Information given:

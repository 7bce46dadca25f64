//! Background runners
//!
//! Fixed-period tasks that drive the polling wallet guard and the charging
//! scheduler until shutdown. Overlapping work is tolerated: the guard
//! serializes per transaction and the scheduler fires each boundary once.

use std::sync::Arc;
use std::time::Duration;

use chrono::Utc;
use log::{debug, info, warn};
use tokio::task::JoinHandle;
use tokio::time::MissedTickBehavior;

use super::polling_guard::PollingWalletGuard;
use super::scheduled_charging::ScheduledChargingService;
use super::stop_reason::StopReasonStore;
use super::streaming_guard::LastEnergyCache;
use crate::application::ports::ScheduleProvider;
use crate::shared::ShutdownSignal;

/// Periodically runs [`PollingWalletGuard::evaluate_all`] and evicts
/// expired cache entries.
pub struct WalletGuardRunner {
    guard: Arc<PollingWalletGuard>,
    stop_reasons: Arc<StopReasonStore>,
    last_energy: Arc<LastEnergyCache>,
    interval: Duration,
}

impl WalletGuardRunner {
    pub fn new(
        guard: Arc<PollingWalletGuard>,
        stop_reasons: Arc<StopReasonStore>,
        last_energy: Arc<LastEnergyCache>,
        interval: Duration,
    ) -> Self {
        Self {
            guard,
            stop_reasons,
            last_energy,
            interval,
        }
    }

    pub fn start(&self, shutdown: ShutdownSignal) -> JoinHandle<()> {
        let guard = self.guard.clone();
        let stop_reasons = self.stop_reasons.clone();
        let last_energy = self.last_energy.clone();
        let period = self.interval;

        tokio::spawn(async move {
            info!("💰 Wallet guard started (interval: {}s)", period.as_secs());
            let mut interval = tokio::time::interval(period);
            interval.set_missed_tick_behavior(MissedTickBehavior::Delay);

            loop {
                tokio::select! {
                    _ = interval.tick() => {
                        match guard.evaluate_all().await {
                            Ok(outcomes) => debug!("Wallet guard evaluated {} accounts", outcomes.len()),
                            Err(e) => warn!("Wallet guard cycle failed: {}", e),
                        }
                        let evicted = stop_reasons.evict_expired() + last_energy.evict_expired();
                        if evicted > 0 {
                            debug!("Evicted {} expired billing cache entries", evicted);
                        }
                    }
                    _ = shutdown.notified().wait() => {
                        info!("💰 Wallet guard shutting down");
                        break;
                    }
                }
            }

            info!("💰 Wallet guard stopped");
        })
    }
}

/// Ticks the charging scheduler against the schedule provider.
pub struct ScheduleRunner {
    service: Arc<ScheduledChargingService>,
    provider: Arc<dyn ScheduleProvider>,
    interval: Duration,
}

impl ScheduleRunner {
    pub fn new(
        service: Arc<ScheduledChargingService>,
        provider: Arc<dyn ScheduleProvider>,
        interval: Duration,
    ) -> Self {
        Self {
            service,
            provider,
            interval,
        }
    }

    pub fn start(&self, shutdown: ShutdownSignal) -> JoinHandle<()> {
        let service = self.service.clone();
        let provider = self.provider.clone();
        let period = self.interval;

        tokio::spawn(async move {
            info!("📅 Schedule runner started (interval: {}s)", period.as_secs());
            let mut interval = tokio::time::interval(period);
            interval.set_missed_tick_behavior(MissedTickBehavior::Skip);

            loop {
                tokio::select! {
                    _ = interval.tick() => {
                        let actions = service.run_once(provider.as_ref(), Utc::now()).await;
                        if !actions.is_empty() {
                            debug!("Scheduler took {} actions", actions.len());
                        }
                    }
                    _ = shutdown.notified().wait() => {
                        info!("📅 Schedule runner shutting down");
                        break;
                    }
                }
            }
        })
    }
}

#[cfg(test)]
mod tests {
    use super::*;
    use crate::application::services::ledger::SessionCostLedger;
    use crate::application::services::session::SessionCommandFacade;
    use crate::application::services::testing::{
        FakeReachability, FakeTariffs, FakeWallet, RecordingCommands, RecordingNotifier,
    };
    use crate::application::services::wallet_stop::WalletStopDispatcher;
    use crate::domain::{ChargingTransaction, ConnectorRef, RepositoryProvider};
    use crate::infrastructure::storage::InMemoryStorage;
    use crate::notifications::create_event_bus;
    use rust_decimal_macros::dec;

    #[tokio::test]
    async fn wallet_guard_runner_ticks_until_shutdown() {
        let storage = Arc::new(InMemoryStorage::new());
        storage
            .transactions()
            .save(ChargingTransaction::new(1, ConnectorRef::new("CP001", 1), "TAG", Utc::now()))
            .await
            .unwrap();
        let wallet = Arc::new(FakeWallet::new(dec!(500), dec!(8)));
        let events = create_event_bus();
        let reasons = Arc::new(StopReasonStore::new());
        let facade = Arc::new(SessionCommandFacade::new(
            Arc::new(RecordingCommands::default()),
            Arc::new(FakeReachability::default()),
            Arc::new(RecordingNotifier::default()),
        ));
        let stopper = Arc::new(WalletStopDispatcher::new(
            facade,
            reasons.clone(),
            events.clone(),
            Duration::from_secs(60),
        ));
        let guard = Arc::new(PollingWalletGuard::new(
            storage.clone(),
            Arc::new(SessionCostLedger::new(storage.clone())),
            Arc::new(FakeTariffs::default()),
            wallet.clone(),
            stopper,
            events,
        ));

        let runner = WalletGuardRunner::new(
            guard,
            reasons,
            Arc::new(LastEnergyCache::new()),
            Duration::from_millis(10),
        );
        let shutdown = ShutdownSignal::new();
        let handle = runner.start(shutdown.clone());

        tokio::time::sleep(Duration::from_millis(50)).await;
        shutdown.trigger();
        tokio::time::timeout(Duration::from_secs(1), handle)
            .await
            .expect("runner did not stop")
            .unwrap();

        assert!(wallet.calls() >= 1);
    }
}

About this exercise: What lines in the records above include the string "SessionCommandFacade"? Copy each one.

Response area:
    use crate::application::services::session::SessionCommandFacade;
        let facade = Arc::new(SessionCommandFacade::new(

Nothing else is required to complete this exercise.